Clone the project in RStudio. After you make your additions and changes, make sure to push them back to your repository.

When you are ready to share something with the group, send a 'Pull Request' in Github to Joe, who will merge your changes with the original project. We can then update our 'forked' repos from the original project.

If you need help getting RStudio and git installed, the Using Version Control with RStudio tutorial will help.

Using sub-folders

In order to keep things organized, please create a sub-folder for each analysis or sub-project. These will hold all the R scripts, .Rmarkdown files and any other rendered reports used in your analysis.
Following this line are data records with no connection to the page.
// Copyright 2021 Contributors to the ASiC Tools project.
// SPDX-License-Identifier: MIT

//! This module provides the error definitions for errors that can occur while building, reading, verifying
//! and combining ASiC containers.
//!
//! The errors raised by this crate itself fall into three groups, each with its own kind enum:
//!
//! - [StructuralErrorKind]: the container or one of its manifests is malformed. The session is aborted.
//! - [ConsistencyErrorKind]: two trusted statements contradict each other, such as two root files.
//! - [VerificationErrorKind]: the content of the container does not match what its manifests declare.
//!
//! Errors from collaborators (I/O, ZIP, XML, signature providers, MIME detection) are carried through
//! unchanged so that the original condition stays distinguishable at the boundary.

use thiserror::Error;

/// Top-level error type for the asic crate.
#[derive(Error, Debug)]
pub enum Error {
    /// An error that has been re-badged from the `std::io` subsystem. This includes failures of the
    /// underlying source or sink, and CRC failures reported while an entry is being read.
    #[error(transparent)]
    IoError(#[from] std::io::Error),

    /// Error coming from the zip crate, which can happen when the archive itself is malformed.
    #[error(transparent)]
    ZipError(#[from] zip::result::ZipError),

    /// Error coming from the quick-xml crate, which happens when a manifest document is improperly formed.
    #[error(transparent)]
    XmlError(#[from] quick_xml::DeError),

    /// A digest value in a manifest is not valid base64.
    #[error(transparent)]
    Base64Error(#[from] base64::DecodeError),

    /// Errors raised by a signature provider or signature verifier.
    #[error(transparent)]
    SignatureError(#[from] crate::signature::error::SignatureError),

    /// Errors raised while determining the MIME type of a file.
    #[error(transparent)]
    MimeError(#[from] MimeErrorKind),

    /// The container or one of its manifests is malformed.
    #[error(transparent)]
    StructuralError(#[from] StructuralErrorKind),

    /// Two statements about the container contradict each other.
    #[error(transparent)]
    ConsistencyError(#[from] ConsistencyErrorKind),

    /// The content of the container does not match its manifests.
    #[error(transparent)]
    VerificationError(#[from] VerificationErrorKind),
}

/// Malformations of the container or of the manifests within it.
#[derive(Error, Debug, PartialEq, Eq)]
pub enum StructuralErrorKind {
    #[error("The container does not begin with a `mimetype` entry.")]
    MimetypeMissing,

    #[error("The `mimetype` entry must be the first entry of the container.")]
    MimetypeNotFirst,

    #[error("The container has more than one `mimetype` entry.")]
    MimetypeDuplicate,

    #[error("The `mimetype` entry must be stored without compression.")]
    MimetypeCompressed,

    #[error("The entry name `{0}` is reserved and cannot be used for content.")]
    ReservedEntryName(String),

    #[error("The container already has an entry named `{0}`.")]
    DuplicateEntry(String),

    #[error("No entry is open for writing.")]
    NoOpenEntry,

    #[error("Digest of {actual} bytes does not fit the {algorithm} algorithm.")]
    InvalidDigestLength { algorithm: String, actual: usize },

    #[error("Unsupported digest algorithm `{0}`.")]
    UnsupportedDigestAlgorithm(String),

    #[error("The reading session was aborted by an earlier error.")]
    SessionAborted,
}

/// Contradictions between trusted statements about the container.
#[derive(Error, Debug, PartialEq, Eq)]
pub enum ConsistencyErrorKind {
    #[error("Multiple root files are not allowed (`{existing}` and `{duplicate}`).")]
    MultipleRootFiles { existing: String, duplicate: String },

    #[error("Conflicting digests are declared for `{0}`.")]
    ConflictingExpectation(String),

    #[error("The root file `{0}` is not listed in the manifest.")]
    RootFileNotInManifest(String),

    #[error("The OASIS manifest already lists `{0}`.")]
    DuplicateOasisEntry(String),
}

/// Failed verification outcomes. The container must not be trusted when one of these is reported.
#[derive(Error, Debug, PartialEq, Eq)]
pub enum VerificationErrorKind {
    #[error("The digest of `{0}` does not match the signed manifest.")]
    DigestMismatch(String),

    #[error("`{0}` is not covered by any signed manifest.")]
    Unreferenced(String),

    #[error("`{0}` is listed in a signed manifest but is not present in the container.")]
    MissingFile(String),

    #[error("The signature `{0}` referenced by a manifest is not present in the container.")]
    MissingSignature(String),
}

/// Errors raised by MIME type detection.
#[derive(Error, Debug, PartialEq, Eq)]
pub enum MimeErrorKind {
    #[error("Unable to determine MIME type of {0}")]
    Undetermined(String),

    #[error("`{0}` is not a valid MIME type.")]
    Invalid(String),
}
use std::path::Path;

/// File names in `dir` with the given extension, sorted.
pub fn list_candidates(dir: &Path, extension: &str) -> std::io::Result<Vec<String>> {
    let mut out = Vec::new();
    for entry in std::fs::read_dir(dir)? {
        let entry = entry?;
        if !entry.file_type()?.is_file() {
            continue;
        }
        let path = entry.path();
        if path
            .extension()
            .is_some_and(|ext| ext.eq_ignore_ascii_case(extension))
        {
            out.push(entry.file_name().to_string_lossy().into_owned());
        }
    }
    out.sort();
    Ok(out)
}
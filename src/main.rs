mod input;
mod logging;
mod model;
mod pipeline;
mod report;
mod scratch;

use std::path::{Path, PathBuf};

use clap::Parser;
use thiserror::Error;

use crate::input::{InputError, list_candidates, load_narrative, load_score_table, required_columns};
use crate::pipeline::stage1_percentile::run_stage1;
use crate::pipeline::stage4_report::{ReportError, Stage4Input, write_reports};
use crate::scratch::{ScratchDir, ScratchError};

const USAGE_BANNER: &str = "\
\tWelcome to bfi-report. This program generates PDF files containing plots of each
\tindividual's Big Five inventory scores drawn on top of the distribution of scores
\tfor the rest of the class. It does not send emails, it only generates the reports.
\tExample usage: bfi-report -p OpeningParagraph.txt -i big_five_results.csv -t tmp -o GeneratedReports";

#[derive(Debug, Parser)]
#[command(
    name = "bfi-report",
    version,
    about = "Generate per-person Big Five inventory PDF reports against the class distribution."
)]
struct Cli {
    /// Plain text file holding the opening paragraph (not a Word document).
    #[arg(short = 'p', long = "opening-paragraph")]
    opening_paragraph: Option<PathBuf>,

    /// CSV file with a Name column and one total score column per trait.
    #[arg(short = 'i', long = "input")]
    input: Option<PathBuf>,

    /// Scratch folder for the individual plots; removed once all reports exist.
    #[arg(short = 't', long = "tmp", default_value = "tmp")]
    tmp: PathBuf,

    /// Folder the reports are written to.
    #[arg(short = 'o', long = "output-folder", default_value = "BFI_reports")]
    output_folder: PathBuf,
}

#[derive(Debug, Clone, PartialEq, Eq)]
struct RunConfig {
    narrative_path: PathBuf,
    input_path: PathBuf,
    scratch_dir: PathBuf,
    out_dir: PathBuf,
}

#[derive(Debug, Error)]
enum RunError {
    #[error("You have not entered a text file containing the text for the opening paragraph. Please add a file using the -p option.")]
    MissingNarrative { candidates: Vec<String> },
    #[error("You have not entered an input csv file containing the scores for each person. Please add a csv file using the -i option.")]
    MissingInput { candidates: Vec<String> },
    #[error(transparent)]
    Input(#[from] InputError),
    #[error(transparent)]
    Scratch(#[from] ScratchError),
    #[error(transparent)]
    Report(#[from] ReportError),
}

fn main() {
    logging::init();
    let cli = Cli::parse();
    if let Err(err) = run(cli) {
        print_diagnostic(&err);
        std::process::exit(1);
    }
}

fn run(cli: Cli) -> Result<(), RunError> {
    let cwd = std::env::current_dir().unwrap_or_else(|_| PathBuf::from("."));
    let config = build_config(cli, &cwd)?;

    let table = load_score_table(&config.input_path)?;
    if table.is_empty() {
        tracing::warn!(path = %config.input_path.display(), "input table has no rows; no reports will be written");
    }
    let narrative = load_narrative(&config.narrative_path)?;
    let stage1 = run_stage1(&table);

    let scratch = ScratchDir::acquire(&config.scratch_dir)?;
    let written = write_reports(
        &Stage4Input {
            table: &table,
            stage1: &stage1,
            narrative: &narrative,
        },
        scratch,
        &config.out_dir,
    )?;

    tracing::info!(
        reports = written.len(),
        out_dir = %config.out_dir.display(),
        "done"
    );
    Ok(())
}

fn build_config(cli: Cli, cwd: &Path) -> Result<RunConfig, RunError> {
    let narrative_path = cli.opening_paragraph.ok_or_else(|| RunError::MissingNarrative {
        candidates: list_candidates(cwd, "txt").unwrap_or_default(),
    })?;
    let input_path = cli.input.ok_or_else(|| RunError::MissingInput {
        candidates: list_candidates(cwd, "csv").unwrap_or_default(),
    })?;
    Ok(RunConfig {
        narrative_path,
        input_path,
        scratch_dir: cli.tmp,
        out_dir: cli.output_folder,
    })
}

fn candidate_listing(candidates: &[String], kind: &str) -> String {
    if candidates.is_empty() {
        return format!("\tNo {kind} files are present in your current working directory.\n");
    }
    let mut out = format!("\t{kind} files that are present in your current working directory:\n");
    for name in candidates {
        out.push_str(&format!("\t\t{name}\n"));
    }
    out
}

/// Banner text for failures the user fixes by changing the invocation or the
/// input table. Other failures are only logged.
fn render_diagnostic(err: &RunError) -> Option<String> {
    let text = match err {
        RunError::MissingNarrative { candidates } => format!(
            "\n{USAGE_BANNER}\n\n\t{err}\n\n{}",
            candidate_listing(candidates, "text")
        ),
        RunError::MissingInput { candidates } => format!(
            "\n{USAGE_BANNER}\n\n\t{err}\n\n{}",
            candidate_listing(candidates, "csv")
        ),
        RunError::Input(InputError::Schema { missing }) => {
            let mut msg = format!(
                "\n{USAGE_BANNER}\n\n\tThe input csv file is missing required columns: {}\n\tPlease relabel your column headers and ensure the following labels are all accounted for:\n\n",
                missing.join(", ")
            );
            for column in required_columns() {
                msg.push_str(&format!("\t{column}\n"));
            }
            msg
        }
        _ => return None,
    };
    Some(text)
}

fn print_diagnostic(err: &RunError) {
    match render_diagnostic(err) {
        Some(text) => eprintln!("{text}"),
        None => tracing::error!(error = %err, "run failed"),
    }
}

#[cfg(test)]
#[path = "../tests/src_inline/main_inline.rs"]
mod tests;
use std::collections::BTreeMap;
use std::path::Path;

pub mod candidates;
pub mod narrative;

use serde::Deserialize;
use thiserror::Error;

use crate::model::scores::NAME_COLUMN;
use crate::model::{ScoreRecord, ScoreTable, Trait, TraitMap};
use crate::report::report_file_name;

pub use candidates::list_candidates;
pub use narrative::{Narrative, load_narrative};

#[derive(Debug, Error)]
pub enum InputError {
    #[error("IO error reading {path}: {source}")]
    Io {
        path: String,
        #[source]
        source: std::io::Error,
    },
    #[error("csv error in {path}: {source}")]
    Csv {
        path: String,
        #[source]
        source: csv::Error,
    },
    #[error("missing required columns: {}", missing.join(", "))]
    Schema { missing: Vec<String> },
    #[error("parse error on line {line}: {message}")]
    Parse { line: usize, message: String },
    #[error("duplicate names would overwrite each other's report: {}", names.join(", "))]
    DuplicateNames { names: Vec<String> },
}

/// Header labels the input table must carry, identity first.
pub fn required_columns() -> Vec<&'static str> {
    let mut out = vec![NAME_COLUMN];
    out.extend(Trait::ALL.iter().map(|t| t.column()));
    out
}

/// Returns every required column absent from `headers`, in canonical order.
pub fn check_schema<'a>(headers: impl IntoIterator<Item = &'a str>) -> Result<(), InputError> {
    let present: Vec<&str> = headers.into_iter().collect();
    let missing: Vec<String> = required_columns()
        .into_iter()
        .filter(|col| !present.contains(col))
        .map(str::to_string)
        .collect();
    if missing.is_empty() {
        Ok(())
    } else {
        Err(InputError::Schema { missing })
    }
}

#[derive(Debug, Deserialize)]
struct ScoreRow {
    #[serde(rename = "Name")]
    name: String,
    #[serde(rename = "Extraversion Score")]
    extraversion: f64,
    #[serde(rename = "Agreeableness Score")]
    agreeableness: f64,
    #[serde(rename = "Conscientiousness Score")]
    conscientiousness: f64,
    #[serde(rename = "Neuroticism Score")]
    neuroticism: f64,
    #[serde(rename = "Openness Score")]
    openness: f64,
}

impl ScoreRow {
    fn score(&self, t: Trait) -> f64 {
        match t {
            Trait::Extraversion => self.extraversion,
            Trait::Agreeableness => self.agreeableness,
            Trait::Conscientiousness => self.conscientiousness,
            Trait::Neuroticism => self.neuroticism,
            Trait::Openness => self.openness,
        }
    }
}

pub fn load_score_table(path: &Path) -> Result<ScoreTable, InputError> {
    let shown = path.display().to_string();
    let csv_err = |source: csv::Error| InputError::Csv {
        path: shown.clone(),
        source,
    };

    let mut reader = csv::ReaderBuilder::new()
        .has_headers(true)
        .trim(csv::Trim::All)
        .from_path(path)
        .map_err(&csv_err)?;

    let headers = reader.headers().map_err(&csv_err)?.clone();
    check_schema(headers.iter())?;

    let mut records = Vec::new();
    for (idx, row) in reader.deserialize::<ScoreRow>().enumerate() {
        // Header is line 1.
        let line = idx + 2;
        let row = row.map_err(|e| InputError::Parse {
            line,
            message: e.to_string(),
        })?;
        for t in Trait::ALL {
            let v = row.score(t);
            if !v.is_finite() {
                return Err(InputError::Parse {
                    line,
                    message: format!("{} is not a finite number: {v}", t.column()),
                });
            }
        }
        records.push(ScoreRecord {
            raw: TraitMap::from_fn(|t| row.score(t)),
            name: row.name,
        });
    }

    let table = ScoreTable { records };
    check_unique_names(&table)?;
    tracing::info!(
        path = %shown,
        individuals = table.len(),
        "loaded score table"
    );
    Ok(table)
}

/// Names are compared by the report file they would produce.
pub fn check_unique_names(table: &ScoreTable) -> Result<(), InputError> {
    let mut seen: BTreeMap<String, Vec<&str>> = BTreeMap::new();
    for record in &table.records {
        seen.entry(report_file_name(&record.name))
            .or_default()
            .push(record.name.as_str());
    }
    let names: Vec<String> = seen
        .into_values()
        .filter(|group| group.len() > 1)
        .map(|group| group.join(" / "))
        .collect();
    if names.is_empty() {
        Ok(())
    } else {
        Err(InputError::DuplicateNames { names })
    }
}

#[cfg(test)]
#[path = "../../tests/src_inline/input/tests.rs"]
mod tests;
The final analysis should be rendered as an html_document within each sub-folder.

Data files should be kept in a /Data folder under the repository's top folder. This will facilitate using the same data files. The /Data folder and contents are listed in the .gitignore file, which prevents them from appearing in the GitHub repository.

Publishing an HTML report

The project has a web site located at https://JoeDumoulin.github.io/CrimeDataAnalysis/. The site pages are built using the new render_site() functionality in RStudio Preview (1.0+). More information is available on the R Markdown Websites page.

Links to your analysis can be added to the project page by:

  1. Adding a link yourself. Just edit the 'Index.Rmd' file located in the repository root folder. Then use the render_site() function to re-build the index.html file. Send a pull request to Joe to merge your changes. This requires RStudio 1.0+ or higher.

  2. Posting an issue to the main project repository. One of the team members with a newer version of RStudio can then add the link for you.